Beginning with the third month of therapy and during 3 years of follow-up, there was an increase in biochemical markers of bone formation (bone fraction of alkaline phosphatase and C-terminal propeptide of procollagen type I) and a decrease in bone resorption markers (cross-linked C-terminal and N-terminal telopeptides in urine) compared with placebo.
For strontium ranelate secondary effect in relation to the main pharmacological properties is a slight decrease in serum calcium and parathyroid hormone concentrations,as well as an increase in the concentration of phosphorus in the blood and the activity of total alkaline phosphatase, which, however, is not accompanied by any clinical effects.
Treatment of postmenopausal osteoporosis
Risk factors for postmenopausal osteoporosis include decreased bone mass, decreased BMD, early menopause, history of smoking, and familial osteoporosis burden.
One of the most clinically significant complications of osteoporosis is the development of fractures, with the risk of fractures increasing with an increase in the number of risk factors.
In clinical trials involving more than 6.5 thousand postmenopausal women with documented osteoporosis, the effect of strontium ranelate on the prevention of fractures was studied.
It was shown that the use of strontium ranelate reduced the relative risk of new vertebral fractures by 41% after 3 years of therapy. This effect became reliable, beginning with the first year of therapy.

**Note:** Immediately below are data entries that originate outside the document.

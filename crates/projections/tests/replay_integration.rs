//! Integration tests: event log feed → replay coordinator → projection store.

use std::time::Duration;

use chrono::Utc;
use common::TransactionId;
use domain::{Transaction, TransactionAddedData, TransactionEvent};
use event_store::{EventLog, HistoryFilter, InMemoryEventLog, StoredEvent};
use projections::{
    LedgerQuery, ProjectionStore, QueryResponse, ReplayCoordinator, ReplayPhase, RetryPolicy,
};
use tokio::sync::mpsc;

fn add_event(amount: i64) -> TransactionEvent {
    TransactionEvent::TransactionAdded(TransactionAddedData::from(&Transaction {
        id: TransactionId::new(),
        debit_account: "cash".to_string(),
        credit_account: "revenue".to_string(),
        amount,
        description: String::new(),
        occurred: Utc::now(),
    }))
}

/// Forwards the log's live feed into an mpsc queue, the way subscriber
/// ingress does.
fn forward_feed(log: &InMemoryEventLog) -> mpsc::Receiver<StoredEvent> {
    let mut feed = log.subscribe();
    let (tx, rx) = mpsc::channel(1024);
    tokio::spawn(async move {
        while let Ok(event) = feed.recv().await {
            if tx.send(event).await.is_err() {
                break;
            }
        }
    });
    rx
}

async fn transactions(store: &ProjectionStore) -> Vec<Transaction> {
    match store
        .query(LedgerQuery::ListTransactions, None)
        .await
        .unwrap()
    {
        QueryResponse::Transactions(list) => list,
        other => panic!("unexpected response {other:?}"),
    }
}

#[tokio::test(flavor = "multi_thread", worker_threads = 4)]
async fn test_bootstrap_during_concurrent_appends_converges() {
    let log = InMemoryEventLog::new();
    for amount in 1..=20 {
        log.append(add_event(amount).to_new_event().unwrap())
            .await
            .unwrap();
    }

    let mut live = forward_feed(&log);

    // Keep appending while the coordinator bootstraps.
    let writer = {
        let log = log.clone();
        tokio::spawn(async move {
            for amount in 21..=60 {
                log.append(add_event(amount).to_new_event().unwrap())
                    .await
                    .unwrap();
                tokio::task::yield_now().await;
            }
        })
    };

    let store = ProjectionStore::new("query");
    let mut coordinator = ReplayCoordinator::new(store.clone(), "Transaction");
    let policy = RetryPolicy::new(1, Duration::from_millis(1));
    coordinator
        .bootstrap(&log, &policy, &mut live)
        .await
        .unwrap();
    assert_eq!(coordinator.phase(), ReplayPhase::Live);

    writer.await.unwrap();

    // Everything still in the queue is applied live.
    while store.balance().await != (1..=60).sum::<i64>() {
        let event = tokio::time::timeout(Duration::from_secs(5), live.recv())
            .await
            .expect("live event")
            .expect("feed open");
        coordinator.handle(event).await.unwrap();
    }

    let expected: Vec<i64> = log
        .history(&HistoryFilter::new())
        .await
        .unwrap()
        .iter()
        .map(|e| match TransactionEvent::from_stored(e).unwrap() {
            TransactionEvent::TransactionAdded(data) => data.amount,
            TransactionEvent::TransactionDeleted(_) => unreachable!(),
        })
        .collect();
    let amounts: Vec<i64> = transactions(&store).await.iter().map(|t| t.amount).collect();
    assert_eq!(amounts, expected);
    assert_eq!(amounts, (1..=60).collect::<Vec<_>>());
}

#[tokio::test]
async fn test_two_subscribers_converge_on_the_same_state() {
    let log = InMemoryEventLog::new();
    for amount in [100, -30, 7] {
        log.append(add_event(amount).to_new_event().unwrap())
            .await
            .unwrap();
    }

    let policy = RetryPolicy::default();
    let first = ProjectionStore::new("first");
    let second = ProjectionStore::new("second");

    for store in [&first, &second] {
        let (_tx, mut rx) = mpsc::channel(1);
        ReplayCoordinator::new(store.clone(), "Transaction")
            .bootstrap(&log, &policy, &mut rx)
            .await
            .unwrap();
    }

    assert_eq!(transactions(&first).await, transactions(&second).await);
    assert_eq!(first.balance().await, 77);
    assert_eq!(second.balance().await, 77);
}
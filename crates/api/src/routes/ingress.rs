//! Subscriber event ingress: the endpoint the event store broadcasts to.

use axum::extract::State;
use axum::http::{HeaderMap, StatusCode};

use crate::error::ApiError;
use crate::worker::WorkQueue;

/// POST /event: decodes a broadcast event and queues it for the worker.
///
/// Acceptance means queued, not applied. Events that arrive while the
/// projection is still loading history are held by the worker.
pub async fn receive(
    State(queue): State<WorkQueue>,
    headers: HeaderMap,
    body: String,
) -> Result<StatusCode, ApiError> {
    let event = event_store::wire::stored_event_from_request(&headers, body)?;
    tracing::debug!(
        event_index = %event.event_index,
        event_type = %event.event_type,
        "event received"
    );
    queue.submit_event(event).await?;
    metrics::counter!("events_received_total").increment(1);
    Ok(StatusCode::ACCEPTED)
}
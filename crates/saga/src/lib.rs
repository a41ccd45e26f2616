//! Write side of the accounting ledger.
//!
//! Every command is a two-step saga:
//! 1. Apply the change to the local projection
//! 2. Publish the resulting event to the event store
//!
//! If step 2 fails, step 1 is compensated. A failed compensation leaves the
//! local projection out of step with the log and halts the processor.

pub mod compensation;
pub mod error;
pub mod processor;
pub mod state;

pub use compensation::Compensation;
pub use error::{Result, SagaError};
pub use processor::{CommandProcessor, CommandReceipt};
pub use state::SagaState;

The relative risk of vertebral fractures accompanied by clinical manifestations (defined as fractures with development of pain syndrome and / or a decrease in the patient's growth by at least 1 cm) decreased by 38%.Also, strontium ranelate therapy compared with placebo significantly reduced the number of patients whose growth decreased by 1 cm or more. The effectiveness of strontium ranelate application in reducing the risk of new vertebral fractures was confirmed, including in patients who did not have a history of fractures associated with osteoporosis.
In a retrospective analysis, it was shown that in patients with a history of fractures and with an index of BMD of the lumbar vertebrae and / or femoral neck indicating osteopenia, the use of strontium ranelate for 3 years reduced the risk of a first vertebral fracture by 72%.

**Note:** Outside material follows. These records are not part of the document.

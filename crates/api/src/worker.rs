//! The single consumer behind a subscriber service.
//!
//! HTTP handlers never touch the projection for writes. They push broadcast
//! events and commands onto bounded queues, and one worker task drains both,
//! so every state change happens in the order the worker sees it.

use async_trait::async_trait;
use domain::LedgerCommand;
use event_store::{EventPublisher, HistorySource, StoredEvent};
use projections::{Projection, ProjectionStore, ReplayCoordinator, RetryPolicy};
use saga::{CommandProcessor, CommandReceipt, SagaError};
use tokio::sync::mpsc;

use crate::error::{ApiError, WorkerError};

/// Capacity of each work queue. Producers wait when it is full.
pub const QUEUE_CAPACITY: usize = 100;

/// A projection that can also be asked to run commands.
#[async_trait]
pub trait WorkHandler: Projection {
    async fn execute(&self, command: LedgerCommand) -> Result<CommandReceipt, SagaError> {
        Err(SagaError::Unsupported(command.command_type()))
    }
}

impl WorkHandler for ProjectionStore {}

#[async_trait]
impl<P: EventPublisher> WorkHandler for CommandProcessor<P> {
    async fn execute(&self, command: LedgerCommand) -> Result<CommandReceipt, SagaError> {
        CommandProcessor::execute(self, command).await
    }
}

/// Producer side of a worker's queues, cloned into every handler.
#[derive(Clone)]
pub struct WorkQueue {
    events: mpsc::Sender<StoredEvent>,
    commands: mpsc::Sender<LedgerCommand>,
}

impl WorkQueue {
    /// Enqueues a broadcast event.
    pub async fn submit_event(&self, event: StoredEvent) -> Result<(), ApiError> {
        self.events
            .send(event)
            .await
            .map_err(|_| ApiError::Unavailable("event worker has stopped".to_string()))
    }

    /// Enqueues a validated command.
    pub async fn submit_command(&self, command: LedgerCommand) -> Result<(), ApiError> {
        self.commands
            .send(command)
            .await
            .map_err(|_| ApiError::Unavailable("command worker has stopped".to_string()))
    }
}

/// Consumer side: owns the coordinator and both receivers.
pub struct Worker<P> {
    coordinator: ReplayCoordinator<P>,
    events: mpsc::Receiver<StoredEvent>,
    commands: mpsc::Receiver<LedgerCommand>,
}

impl<P: WorkHandler> Worker<P> {
    /// Creates a worker and the queue handle that feeds it.
    pub fn new(coordinator: ReplayCoordinator<P>) -> (WorkQueue, Self) {
        let (event_tx, event_rx) = mpsc::channel(QUEUE_CAPACITY);
        let (command_tx, command_rx) = mpsc::channel(QUEUE_CAPACITY);
        let queue = WorkQueue {
            events: event_tx,
            commands: command_tx,
        };
        let worker = Self {
            coordinator,
            events: event_rx,
            commands: command_rx,
        };
        (queue, worker)
    }

    /// Bootstraps from history, then processes work until every producer is
    /// gone.
    ///
    /// Commands wait in their queue until bootstrap finishes. Failing to load
    /// history or a fatal command error stops the worker.
    pub async fn run<H>(mut self, source: H, policy: RetryPolicy) -> Result<(), WorkerError>
    where
        H: HistorySource,
    {
        let name = self.coordinator.projection().name();
        let stats = self
            .coordinator
            .bootstrap(&source, &policy, &mut self.events)
            .await?;
        tracing::info!(
            projection = name,
            replayed = stats.replayed,
            drained = stats.drained,
            "worker live"
        );

        loop {
            tokio::select! {
                Some(event) = self.events.recv() => {
                    // Failures are logged and counted by the coordinator.
                    let _ = self.coordinator.handle(event).await;
                }
                Some(command) = self.commands.recv() => {
                    let command_type = command.command_type();
                    match self.coordinator.projection().execute(command).await {
                        Ok(receipt) => tracing::debug!(
                            command_type,
                            transaction_id = %receipt.transaction_id,
                            "command processed"
                        ),
                        Err(e) if e.is_fatal() => {
                            tracing::error!(command_type, error = %e, "worker stopping");
                            return Err(e.into());
                        }
                        Err(e) => tracing::warn!(command_type, error = %e, "command failed"),
                    }
                }
                else => break,
            }
        }

        tracing::info!(projection = name, "worker stopped");
        Ok(())
    }
}
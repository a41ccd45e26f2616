use thiserror::Error;

/// Errors that can occur when interacting with the event store.
#[derive(Debug, Error)]
pub enum EventStoreError {
    /// A required event header was absent or empty.
    #[error("required header missing: {0}")]
    MissingHeader(&'static str),

    /// A header was present but could not be parsed or encoded.
    #[error("invalid header {header}: {reason}")]
    InvalidHeader {
        header: &'static str,
        reason: String,
    },

    /// A required field was not set on an event builder.
    #[error("event is missing required field: {0}")]
    MissingField(&'static str),

    /// The remote endpoint could not be reached or timed out.
    #[error("HTTP error: {0}")]
    Http(#[from] reqwest::Error),

    /// The remote endpoint answered with an unexpected status.
    #[error("rejected by {endpoint} with status {status}: {body}")]
    Rejected {
        endpoint: String,
        status: u16,
        body: String,
    },

    /// A serialization/deserialization error occurred.
    #[error("Serialization error: {0}")]
    Serialization(#[from] serde_json::Error),
}

/// Result type for event store operations.
pub type Result<T> = std::result::Result<T, EventStoreError>;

In the group of patients with a high risk of fracture (value of the T-criterion of the BMD index of the femoral neck within <3 ° C) over the age of 74, the intake of strontium ranelate for 3 years reduced the risk of fracture of the femur by 36% compared to the group of patients receiving placebo.

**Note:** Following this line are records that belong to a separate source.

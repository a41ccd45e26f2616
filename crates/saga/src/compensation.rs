//! Undo actions for the local step of a command.

use common::TransactionId;
use domain::Transaction;
use projections::{ProjectionStore, Result};

/// How to undo a local change if its event cannot be published.
///
/// Computed from the local step before publishing, so the undo never has to
/// be reconstructed after the fact.
#[derive(Debug, Clone, PartialEq, Eq)]
pub enum Compensation {
    /// Undo an add by removing the transaction again.
    RemoveAdded(TransactionId),

    /// Undo a delete by putting the transaction back where it was.
    Restore {
        position: usize,
        transaction: Transaction,
    },
}

impl Compensation {
    /// Returns the compensation name used in logs and metrics.
    pub fn name(&self) -> &'static str {
        match self {
            Compensation::RemoveAdded(_) => "RemoveAdded",
            Compensation::Restore { .. } => "Restore",
        }
    }

    /// Applies the undo to the store.
    pub async fn run(self, store: &ProjectionStore) -> Result<()> {
        match self {
            Compensation::RemoveAdded(id) => store.remove_local(id).await.map(|_| ()),
            Compensation::Restore {
                position,
                transaction,
            } => store.restore_local(position, transaction).await,
        }
    }
}
//! RFC3339 timestamps with nanosecond precision.
//!
//! Every timestamp on the wire (event headers, history JSON, event payloads,
//! snapshot cutoffs) is a UTC RFC3339 string carrying as many fractional
//! digits as needed to keep nanosecond precision.

use chrono::{DateTime, SecondsFormat, Utc};

/// Formats a timestamp as RFC3339 in UTC, keeping sub-second precision.
pub fn format_nanos(timestamp: &DateTime<Utc>) -> String {
    timestamp.to_rfc3339_opts(SecondsFormat::AutoSi, true)
}

/// Parses an RFC3339 timestamp with any offset and normalizes it to UTC.
pub fn parse_nanos(value: &str) -> Result<DateTime<Utc>, chrono::ParseError> {
    DateTime::parse_from_rfc3339(value).map(|dt| dt.with_timezone(&Utc))
}

/// Serde adapter for `DateTime<Utc>` fields using [`format_nanos`].
///
/// Use with `#[serde(with = "common::time::rfc3339_nanos")]`.
pub mod rfc3339_nanos {
    use chrono::{DateTime, Utc};
    use serde::{Deserialize, Deserializer, Serializer, de::Error};

    pub fn serialize<S: Serializer>(value: &DateTime<Utc>, serializer: S) -> Result<S::Ok, S::Error> {
        serializer.serialize_str(&super::format_nanos(value))
    }

    pub fn deserialize<'de, D: Deserializer<'de>>(deserializer: D) -> Result<DateTime<Utc>, D::Error> {
        let raw = String::deserialize(deserializer)?;
        super::parse_nanos(&raw).map_err(D::Error::custom)
    }
}

#[cfg(test)]
mod tests {
    use super::*;
    use chrono::TimeZone;
    use serde::{Deserialize, Serialize};

    #[derive(Debug, Serialize, Deserialize, PartialEq)]
    struct Stamped {
        #[serde(with = "rfc3339_nanos")]
        at: DateTime<Utc>,
    }

    #[test]
    fn test_keeps_nanosecond_precision() {
        let ts = Utc.timestamp_opt(1_700_000_000, 123_456_789).unwrap();
        let text = format_nanos(&ts);
        assert_eq!(text, "2023-11-14T22:13:20.123456789Z");
        assert_eq!(parse_nanos(&text).unwrap(), ts);
    }

    #[test]
    fn test_whole_seconds_have_no_fraction() {
        let ts = Utc.timestamp_opt(1_700_000_000, 0).unwrap();
        assert_eq!(format_nanos(&ts), "2023-11-14T22:13:20Z");
    }

    #[test]
    fn test_offsets_are_normalized_to_utc() {
        let parsed = parse_nanos("2023-11-14T23:13:20+01:00").unwrap();
        assert_eq!(parsed, Utc.timestamp_opt(1_700_000_000, 0).unwrap());
    }

    #[test]
    fn test_serde_adapter_uses_rfc3339() {
        let value = Stamped {
            at: Utc.timestamp_opt(1_700_000_000, 5).unwrap(),
        };
        let json = serde_json::to_string(&value).unwrap();
        assert_eq!(json, r#"{"at":"2023-11-14T22:13:20.000000005Z"}"#);
        let back: Stamped = serde_json::from_str(&json).unwrap();
        assert_eq!(back, value);
    }
}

Treatment of osteoporosis in men
The efficacy of strontium ranelate for the treatment of osteoporosis in men was demonstrated in a two-year clinical trial involving 243 patients with a high risk of fracture (mean age of the patients
was 72.7 years, the average value of the T-criterion of the MSCT of the lumbar spine was 2.6; 28% with vertebral fractures in the anamnesis).
During the study, patients received calcium (1000 mg / day) and vitamin D (800 IU / day).
A statistically significant increase in BMD was observed 6 months after initiation of therapy (compared with placebo).
After 12 months of treatment with strontium ranelate, a statistically significant increase in the mean BMD of the lumbar spine was shown (the main efficacy criterion was 5.32%, p <0.001), similar values were noted in studies on the effects of strontium ranelate on the prevention of fractures in postmenopausal women.
A statistically significant increase in the BMD of the femoral neck and BMD index of the femur (p <0.001) was observed 12 months after the start of strontium therapy with ranelate.